Let us define the \(\epsilon\)-rank of a matrix.

Definition 1 The \(\epsilon\)-rank \(R\) of a matrix \(A\) is the smallest rank obtainable by an \(\epsilon\)-perturbation of the matrix \(A+E\): \[ \mathrm{rank}_{\epsilon}(A)=\min_{\left\lVert E \right\rVert\leq \epsilon}\mathrm{rank}(A+E). \tag{1}\]

Here we use \(\left\lVert E \right\rVert=\max_{\lVert v \rVert_{2}=1}\left\lVert Ev \right\rVert_{2}\) to denote the the operator norm.

Remark 1. This definition is stable in the sense that adding a small amount of noise to a matrix does not effect the \(\epsilon\)-rank. This is unlike the traditional rank where adding noise to a low rank matrix can turn it into a full rank matrix, even for an “\(\epsilon\)” amount of noise.

Basic Properties

To familiarize ourselves with the definition, we highlight a few straightforward properties.

  1. Non-increasing as a function of \(\epsilon\,\): \[\mathrm{rank}_{\epsilon}(A)\leq\mathrm{rank}_{\phi}(A)\] for \(\epsilon\geq \phi\).

Proof. If \(\epsilon \geq \phi\), then the set \(\{E \mid \left\lVert E \right\rVert\leq \epsilon\} \supseteq \{E \mid \left\lVert E \right\rVert\leq \phi\}\). Minimizing over the larger set can only result in the same or smaller minimum value since it contains the smaller set.

  1. Consistency with matrix rank: \[\mathrm{rank}_{0}(A)=\mathrm{rank}(A).\]

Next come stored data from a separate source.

//! System prompts and user-message builders for each recommendation call.

use bookmatch_core::domain::book::{OwnedBook, TentativeBook};

pub const RECOMMENDATION: &str = r#"당신은 전문 북큐레이터입니다. 사용자 질문과 보유도서 목록을 보고 질문에 가장 적합한 책을 골라주세요.

출력은 아래 구조의 JSON 객체 하나입니다. 다른 문장이나 마크다운을 덧붙이지 마세요.
{"owned_books": [{"title": "도서명", "author": "저자명"}], "new_books": [{"title": "도서명", "author": "저자명"}]}

- owned_books: 보유도서 중 질문에 맞는 0-3권. 입력에 적힌 도서명과 저자명을 그대로 옮겨 적으세요.
- new_books: 보유도서에 없는 신규 추천 1-3권.
- 실제로 출간된 한국어 도서만 추천하고 절판 도서는 제외하세요.
- 자기계발은 구체적 방법론을, 심리는 전문가 저술을, 학문은 검증된 입문서를 우선하세요."#;

pub const OWNED_RECOMMENDATION: &str = r#"당신은 전문 북큐레이터입니다. 사용자가 가진 책 목록을 보고, 이 독자가 다음에 읽으면 좋을 새 책을 추천해주세요.

출력은 아래 구조의 JSON 객체 하나입니다. 다른 문장이나 마크다운을 덧붙이지 마세요.
{"books": [{"title": "도서명", "author": "저자명"}]}

- 보유도서와 같은 책은 추천하지 마세요.
- 실제로 출간된 한국어 도서 1-5권만 추천하세요."#;

pub const REPLACEMENT: &str = r#"당신은 전문 북큐레이터입니다. 사용자 질문에 맞는 새 책을 한 권만 추천해주세요.

출력은 아래 구조의 JSON 객체 하나입니다. 다른 문장이나 마크다운을 덧붙이지 마세요.
{"title": "도서명", "author": "저자명"}

- 이미 시도한 도서 목록에 있는 책은 절대 추천하지 마세요.
- 실제로 출간된 한국어 도서만 추천하세요."#;

pub const DESCRIPTION: &str = r#"당신은 전문 북큐레이터입니다. 질문과 그 질문에 대해 선정된 도서 목록을 받아, 각 도서를 고른 이유를 설명해주세요.

- 도서마다 문단을 나누어 핵심 주제, 질문과의 연관성, 독자가 얻을 수 있는 도움을 적으세요.
- 실제 도서 내용에 근거해 전문적이고 논리적인 어조로 쓰세요."#;

fn labels<'a>(books: impl IntoIterator<Item = &'a TentativeBook>) -> String {
    books.into_iter().map(TentativeBook::label).collect::<Vec<_>>().join(", ")
}

pub fn recommendation_input(question: &str, owned_books: &[OwnedBook]) -> String {
    let owned: Vec<TentativeBook> = owned_books.iter().map(OwnedBook::as_tentative).collect();
    format!("질문: {question}\n보유도서: [{}]", labels(&owned))
}

pub fn owned_recommendation_input(owned_books: &[OwnedBook]) -> String {
    let owned: Vec<TentativeBook> = owned_books.iter().map(OwnedBook::as_tentative).collect();
    format!("보유도서 제목-저자 목록: [{}]", labels(&owned))
}

pub fn replacement_input(question: &str, previously_tried: &[TentativeBook]) -> String {
    let titles: Vec<&str> = previously_tried.iter().map(|book| book.title.as_str()).collect();
    format!("질문: {question}\n이미 시도한 도서 제목: [{}]", titles.join(", "))
}

pub fn description_input(question: &str, books: &[TentativeBook]) -> String {
    format!("질문: {question}\n해당 질문에 대해 선정된 도서 목록: {}", labels(books))
}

Proof. If \(\epsilon=0\), the minimization is over the singlton set \(E \in \{0\in\mathbb{R}^{m\times n}\}\). Therefore \(\mathrm{rank}_{0}(A)=\mathrm{rank}(A+0)=\mathrm{rank}(A)\).

  1. The zero matrix \(0\in\mathbb{R}^{m\times n}\) has \[\mathrm{rank}_{\epsilon}(0)=0\] for all \(\epsilon \geq 0\).

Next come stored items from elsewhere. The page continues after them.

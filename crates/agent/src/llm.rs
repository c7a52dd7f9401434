use async_trait::async_trait;
use bookmatch_core::errors::BookMatchError;
use serde::Serialize;
use thiserror::Error;

#[derive(Clone, Copy, Debug, PartialEq, Eq, Serialize)]
#[serde(rename_all = "lowercase")]
pub enum ChatRole {
    System,
    User,
}

#[derive(Clone, Debug, PartialEq, Serialize)]
pub struct ChatMessage {
    pub role: ChatRole,
    pub content: String,
}

impl ChatMessage {
    pub fn system(content: impl Into<String>) -> Self {
        Self { role: ChatRole::System, content: content.into() }
    }

    pub fn user(content: impl Into<String>) -> Self {
        Self { role: ChatRole::User, content: content.into() }
    }
}

/// One chat-completion call. Serializes to the request body the completion
/// endpoint expects.
#[derive(Clone, Debug, PartialEq, Serialize)]
pub struct ChatRequest {
    pub model: String,
    pub messages: Vec<ChatMessage>,
    pub temperature: f32,
    pub max_tokens: u32,
}

#[derive(Clone, Debug, Error, PartialEq, Eq)]
pub enum LlmError {
    #[error("llm api key is not configured")]
    MissingApiKey,
    #[error("llm transport failed: {0}")]
    Transport(String),
    #[error("llm rate limit exceeded")]
    RateLimited,
    #[error("llm returned status {status}")]
    Status { status: u16 },
    #[error("llm response could not be decoded: {0}")]
    Decode(String),
    #[error("llm response carried no message content")]
    EmptyCompletion,
}

impl From<LlmError> for BookMatchError {
    fn from(error: LlmError) -> Self {
        match error {
            LlmError::RateLimited => Self::RateLimited,
            LlmError::Decode(_) | LlmError::EmptyCompletion => {
                Self::MalformedResponse(error.to_string())
            }
            LlmError::MissingApiKey | LlmError::Transport(_) | LlmError::Status { .. } => {
                Self::Upstream(error.to_string())
            }
        }
    }
}

/// Chat-completion backend. Returns the first choice's message text.
#[async_trait]
pub trait LlmClient: Send + Sync {
    async fn complete(&self, request: &ChatRequest) -> Result<String, LlmError>;
}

Proof. We note \(E=0\in\mathbb{R}^{m\times n}\) satisfies \(\left\lVert E \right\rVert\leq \epsilon\) for all \(\epsilon\geq 0\), so \(\mathrm{rank}(0+E)=0\). The \(\epsilon\)-rank is the minimization over all such \(E\), but \(\mathrm{rank}(X)\geq 0\), therefore this is the minimum.

Advanced Properties

Now we highlight the three important properties proved later:

  1. For nonzero matrices \(A\), \(\mathrm{rank}_{\epsilon}(A)\) is the number of singular values of \(A\) larger than \(\epsilon\).

  2. Stability: there exists some \(\delta>0\) such that for all \(\left\lVert B \right\rVert \leq \delta\), \[\mathrm{rank}_{\epsilon}(A+B)=\mathrm{rank}_{\epsilon}(A).\]

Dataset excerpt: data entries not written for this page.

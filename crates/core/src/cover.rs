//! Matches a physical book from its cover photo: OCR fragments narrow the
//! catalog search, then cover similarity picks the winner.

use std::sync::Arc;

use tracing::{debug, info, warn};

use crate::collaborators::CoverSimilarity;
use crate::domain::book::{CatalogRecord, CoverImage};
use crate::planner::QueryPlanner;

#[derive(Clone)]
pub struct CoverMatcher {
    planner: QueryPlanner,
    similarity: Arc<dyn CoverSimilarity>,
}

impl CoverMatcher {
    pub fn new(planner: QueryPlanner, similarity: Arc<dyn CoverSimilarity>) -> Self {
        Self { planner, similarity }
    }

    /// Highest cover similarity wins; the first candidate wins ties. Candidates
    /// whose similarity cannot be computed are skipped.
    pub async fn match_cover(
        &self,
        fragments: &[String],
        cover: &CoverImage,
    ) -> Option<CatalogRecord> {
        let candidates = match self.planner.narrow_by_fragments(fragments).await {
            Ok(candidates) => candidates,
            Err(error) => {
                warn!(
                    event_name = "cover.search_failed",
                    error = %error,
                    "fragment search failed"
                );
                return None;
            }
        };

        let mut best: Option<(CatalogRecord, f64)> = None;
        for candidate in candidates {
            let score = match self.similarity.similarity(cover, &candidate.image).await {
                Ok(score) => score,
                Err(error) => {
                    warn!(
                        event_name = "cover.similarity_failed",
                        record_id = %candidate.id,
                        error = %error,
                        "skipping candidate"
                    );
                    continue;
                }
            };
            debug!(event_name = "cover.candidate_scored", record_id = %candidate.id, score);

            let improves = best.as_ref().map_or(true, |(_, best_score)| score > *best_score);
            if improves {
                best = Some((candidate, score));
            }
        }

        if let Some((record, score)) = &best {
            info!(event_name = "cover.matched", record_id = %record.id, score, "cover matched");
        }
        best.map(|(record, _)| record)
    }
}

#[cfg(test)]
mod tests {
    use std::collections::HashMap;
    use std::sync::Arc;
    use std::time::Duration;

    use async_trait::async_trait;

    use super::CoverMatcher;
    use crate::collaborators::{CatalogSearch, CoverSimilarity};
    use crate::domain::book::{record, CatalogRecord, CoverImage};
    use crate::errors::BookMatchError;
    use crate::pacing::PerCallPacer;
    use crate::planner::QueryPlanner;

    struct FixedCatalog(Result<Vec<CatalogRecord>, BookMatchError>);

    #[async_trait]
    impl CatalogSearch for FixedCatalog {
        async fn search(
            &self,
            _query: &str,
            _limit: usize,
        ) -> Result<Vec<CatalogRecord>, BookMatchError> {
            self.0.clone()
        }
    }

    struct CoverScores(HashMap<String, Result<f64, BookMatchError>>);

    #[async_trait]
    impl CoverSimilarity for CoverScores {
        async fn similarity(
            &self,
            _reference: &CoverImage,
            candidate_locator: &str,
        ) -> Result<f64, BookMatchError> {
            self.0.get(candidate_locator).cloned().unwrap_or(Ok(0.0))
        }
    }

    fn matcher(
        catalog: Result<Vec<CatalogRecord>, BookMatchError>,
        scores: Vec<(&str, Result<f64, BookMatchError>)>,
    ) -> CoverMatcher {
        let planner = QueryPlanner::new(
            Arc::new(FixedCatalog(catalog)),
            Arc::new(PerCallPacer::new(Duration::ZERO)),
            10,
        );
        let scores = scores
            .into_iter()
            .map(|(id, score)| (format!("https://covers.example/{id}.jpg"), score))
            .collect();
        CoverMatcher::new(planner, Arc::new(CoverScores(scores)))
    }

    fn fragments() -> Vec<String> {
        vec!["데미안".to_owned()]
    }

    #[tokio::test]
    async fn picks_highest_cover_similarity() {
        let matcher = matcher(
            Ok(vec![record("a", "데미안", "헤세"), record("b", "데미안", "헤세")]),
            vec![("a", Ok(41.0)), ("b", Ok(87.5))],
        );

        let matched = matcher.match_cover(&fragments(), &CoverImage(vec![1, 2, 3])).await;

        assert_eq!(matched.map(|record| record.id), Some("b".to_owned()));
    }

    #[tokio::test]
    async fn skips_candidates_whose_similarity_failed() {
        let matcher = matcher(
            Ok(vec![record("a", "데미안", "헤세"), record("b", "데미안", "헤세")]),
            vec![
                ("a", Ok(12.0)),
                ("b", Err(BookMatchError::ImageSimilarity("download failed".to_owned()))),
            ],
        );

        let matched = matcher.match_cover(&fragments(), &CoverImage(Vec::new())).await;

        assert_eq!(matched.map(|record| record.id), Some("a".to_owned()));
    }

    #[tokio::test]
    async fn first_candidate_wins_ties() {
        let matcher = matcher(
            Ok(vec![record("a", "x", "y"), record("b", "x", "y")]),
            vec![("a", Ok(50.0)), ("b", Ok(50.0))],
        );

        let matched = matcher.match_cover(&fragments(), &CoverImage(Vec::new())).await;

        assert_eq!(matched.map(|record| record.id), Some("a".to_owned()));
    }

    #[tokio::test]
    async fn no_candidates_or_search_failure_yield_none() {
        let empty = matcher(Ok(Vec::new()), Vec::new());
        assert!(empty.match_cover(&fragments(), &CoverImage(Vec::new())).await.is_none());

        let failing = matcher(Err(BookMatchError::RateLimited), Vec::new());
        assert!(failing.match_cover(&fragments(), &CoverImage(Vec::new())).await.is_none());
    }
}
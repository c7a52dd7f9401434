use std::time::Duration;

use async_trait::async_trait;
use bookmatch_core::collaborators::CatalogSearch;
use bookmatch_core::config::CatalogConfig;
use bookmatch_core::domain::book::CatalogRecord;
use bookmatch_core::errors::BookMatchError;
use reqwest::{Client, StatusCode};
use secrecy::{ExposeSecret, SecretString};
use tracing::{debug, warn};

use crate::dto::NaverBooksResponse;

pub const MAX_DISPLAY: usize = 100;

/// Book search over the Naver search API.
pub struct NaverCatalogClient {
    http: Client,
    base_url: String,
    client_id: String,
    client_secret: SecretString,
}

impl NaverCatalogClient {
    pub fn new(
        base_url: impl Into<String>,
        client_id: impl Into<String>,
        client_secret: SecretString,
        timeout: Duration,
    ) -> Result<Self, BookMatchError> {
        let http = Client::builder()
            .timeout(timeout)
            .build()
            .map_err(|error| BookMatchError::Upstream(error.to_string()))?;

        Ok(Self { http, base_url: base_url.into(), client_id: client_id.into(), client_secret })
    }

    pub fn from_config(config: &CatalogConfig) -> Result<Self, BookMatchError> {
        Self::new(
            config.base_url.clone(),
            config.client_id.clone(),
            config.client_secret.clone(),
            Duration::from_secs(config.timeout_secs.max(1)),
        )
    }
}

#[async_trait]
impl CatalogSearch for NaverCatalogClient {
    async fn search(&self, query: &str, limit: usize) -> Result<Vec<CatalogRecord>, BookMatchError> {
        let query = query.trim();
        if query.is_empty() {
            return Ok(Vec::new());
        }
        let display = display_count(limit);

        let response = self
            .http
            .get(&self.base_url)
            .header("X-Naver-Client-Id", &self.client_id)
            .header("X-Naver-Client-Secret", self.client_secret.expose_secret())
            .query(&[("query", query.to_owned()), ("display", display), ("start", "1".to_owned())])
            .send()
            .await
            .map_err(|error| {
                warn!(event_name = "catalog.search.failed", query, error = %error, "transport error");
                BookMatchError::Upstream(error.to_string())
            })?;

        let status = response.status();
        if !status.is_success() {
            warn!(
                event_name = "catalog.search.rejected",
                query,
                status = status.as_u16(),
                "non-success status"
            );
            return Err(classify_status(status));
        }

        let body = response.text().await.map_err(|error| BookMatchError::Upstream(error.to_string()))?;
        let records = parse_search_response(&body)?;
        debug!(event_name = "catalog.search.completed", query, results = records.len());
        Ok(records)
    }
}

fn display_count(limit: usize) -> String {
    limit.clamp(1, MAX_DISPLAY).to_string()
}

fn classify_status(status: StatusCode) -> BookMatchError {
    if status == StatusCode::TOO_MANY_REQUESTS {
        BookMatchError::RateLimited
    } else {
        BookMatchError::Upstream(format!("catalog returned status {}", status.as_u16()))
    }
}

pub fn parse_search_response(body: &str) -> Result<Vec<CatalogRecord>, BookMatchError> {
    let response: NaverBooksResponse = serde_json::from_str(body)
        .map_err(|error| BookMatchError::MalformedResponse(error.to_string()))?;
    Ok(response.items.into_iter().map(|item| item.into_record()).collect())
}
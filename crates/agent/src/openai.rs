use std::time::Duration;

use async_trait::async_trait;
use bookmatch_core::config::LlmConfig;
use reqwest::{header, Client, StatusCode};
use secrecy::{ExposeSecret, SecretString};
use serde::Deserialize;
use tracing::{debug, warn};

use crate::llm::{ChatRequest, LlmClient, LlmError};

/// Chat-completions client with bearer authentication.
pub struct OpenAiChatClient {
    http: Client,
    endpoint: String,
    api_key: SecretString,
}

impl OpenAiChatClient {
    pub fn new(
        endpoint: impl Into<String>,
        api_key: SecretString,
        timeout: Duration,
    ) -> Result<Self, LlmError> {
        if api_key.expose_secret().trim().is_empty() {
            return Err(LlmError::MissingApiKey);
        }
        let http = Client::builder()
            .timeout(timeout)
            .build()
            .map_err(|error| LlmError::Transport(error.to_string()))?;

        Ok(Self { http, endpoint: endpoint.into(), api_key })
    }

    pub fn from_config(config: &LlmConfig) -> Result<Self, LlmError> {
        let api_key = config.api_key.clone().ok_or(LlmError::MissingApiKey)?;
        Self::new(
            config.base_url.trim_end_matches('/'),
            api_key,
            Duration::from_secs(config.timeout_secs.max(1)),
        )
    }
}

#[async_trait]
impl LlmClient for OpenAiChatClient {
    async fn complete(&self, request: &ChatRequest) -> Result<String, LlmError> {
        debug!(
            event_name = "llm.request.sent",
            model = %request.model,
            messages = request.messages.len(),
            "sending chat completion"
        );

        let response = self
            .http
            .post(&self.endpoint)
            .header(header::AUTHORIZATION, format!("Bearer {}", self.api_key.expose_secret()))
            .header(header::CONTENT_TYPE, "application/json")
            .json(request)
            .send()
            .await
            .map_err(|error| LlmError::Transport(error.to_string()))?;

        let status = response.status();
        if !status.is_success() {
            warn!(event_name = "llm.request.rejected", status = status.as_u16(), "non-success status");
            return Err(classify_status(status));
        }

        let body = response.text().await.map_err(|error| LlmError::Transport(error.to_string()))?;
        parse_completion(&body)
    }
}

fn classify_status(status: StatusCode) -> LlmError {
    if status == StatusCode::TOO_MANY_REQUESTS {
        LlmError::RateLimited
    } else {
        LlmError::Status { status: status.as_u16() }
    }
}

/// First choice's message text from a chat-completion response body.
pub fn parse_completion(body: &str) -> Result<String, LlmError> {
    let payload: ChatCompletionResponse =
        serde_json::from_str(body).map_err(|error| LlmError::Decode(error.to_string()))?;

    payload
        .choices
        .into_iter()
        .next()
        .and_then(|choice| choice.message.content)
        .ok_or(LlmError::EmptyCompletion)
}

#[derive(Deserialize)]
struct ChatCompletionResponse {
    choices: Vec<ChatChoice>,
}

#[derive(Deserialize)]
struct ChatChoice {
    message: ChatCompletionMessage,
}

#[derive(Deserialize)]
struct ChatCompletionMessage {
    content: Option<String>,
}

#[cfg(test)]
mod tests {
    use std::time::Duration;

    use reqwest::StatusCode;

    use super::{classify_status, parse_completion, OpenAiChatClient};
    use crate::llm::LlmError;

    #[test]
    fn parses_first_choice_content() {
        let body = r#"{"id":"x","choices":[{"index":0,"message":{"role":"assistant","content":"{\"title\":\"데미안\"}"}},{"index":1,"message":{"role":"assistant","content":"second"}}]}"#;

        assert_eq!(parse_completion(body), Ok("{\"title\":\"데미안\"}".to_owned()));
    }

    #[test]
    fn missing_content_is_an_empty_completion() {
        assert_eq!(parse_completion(r#"{"choices":[]}"#), Err(LlmError::EmptyCompletion));
        assert_eq!(
            parse_completion(r#"{"choices":[{"message":{"content":null}}]}"#),
            Err(LlmError::EmptyCompletion)
        );
    }

    #[test]
    fn undecodable_body_is_a_decode_error() {
        assert!(matches!(parse_completion("<html>bad gateway</html>"), Err(LlmError::Decode(_))));
    }

    #[test]
    fn too_many_requests_is_rate_limited() {
        assert_eq!(classify_status(StatusCode::TOO_MANY_REQUESTS), LlmError::RateLimited);
        assert_eq!(
            classify_status(StatusCode::SERVICE_UNAVAILABLE),
            LlmError::Status { status: 503 }
        );
    }

    #[test]
    fn blank_api_key_is_rejected() {
        let result = OpenAiChatClient::new(
            "https://api.openai.com/v1/chat/completions",
            String::from("  ").into(),
            Duration::from_secs(5),
        );

        assert!(matches!(result, Err(LlmError::MissingApiKey)));
    }
}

  3. Rank recovery: \(\mathrm{rank}_{\epsilon}(A+E)=\mathrm{rank}(A)\) for \(\left\lVert E \right\rVert \leq \epsilon < \sigma_{r}/2\), where \(\sigma_{r}\) is the smallest nonzero singular value of \(A\).

To showcase the last property, we have a numerical example for when \(E\) is some Gaussian noise.

Thresholding Singular Values Characterization

Theorem 1 \(\mathrm{rank}_{\epsilon}(A)\) is the number of singular values (strictly) larger than \(\epsilon\).

Proof. First, suppose \(A = 0\in\mathbb{R}^{m\times n}\). The theorem holds since there are no singular values strictly larger than \(\epsilon\) for any \(\epsilon \geq 0\), and \(\mathrm{rank}_{\epsilon}(0)=\mathrm{rank}(0)=0\) by the basic properties.

So now suppose \(A\neq 0\). Let \(A\) have singular values \(\sigma_{1}\geq\dots \sigma_{r} > \sigma_{r+1}\geq \dots \geq\sigma_{k}\geq 0\) where \(k=\min(m,n)\). Suppose \(\sigma_{r+1}\leq\epsilon <\sigma_{r}\).

We prove this in two parts. First, that there exits a matrix \(E\), \(\left\lVert E \right\rVert _{2}\leq \epsilon\) where \(\text{rank}(A+E)=r\), yielding an upper bound \(\mathrm{rank}_{\epsilon}(A)\leq r\). Second, that any matrix \(E\) satisfying \(\text{rank}(A+E)\) must have \(\left\lVert E \right\rVert _{2} > \epsilon\), ruling out any smaller bound \(\mathrm{rank}_{\epsilon}(A)\nleq r-1\).

Part 1: We first show \(\mathrm{rank}_{\epsilon}(A)\leq r\).

Let \(A=U\Sigma V^\top\) be the (full sized) SVD of \(A\), so that \(\Sigma = \text{Diag}(\sigma_{1},\dots,\sigma_{k})\in \mathbb{R}^{k\times k}\). Let \(D=\text{Diag}(0,\dots,0,\sigma_{r+1},\dots,\sigma_{k})\in\mathbb{R}^{k\times k}\), and \(E=-U D V^\top\).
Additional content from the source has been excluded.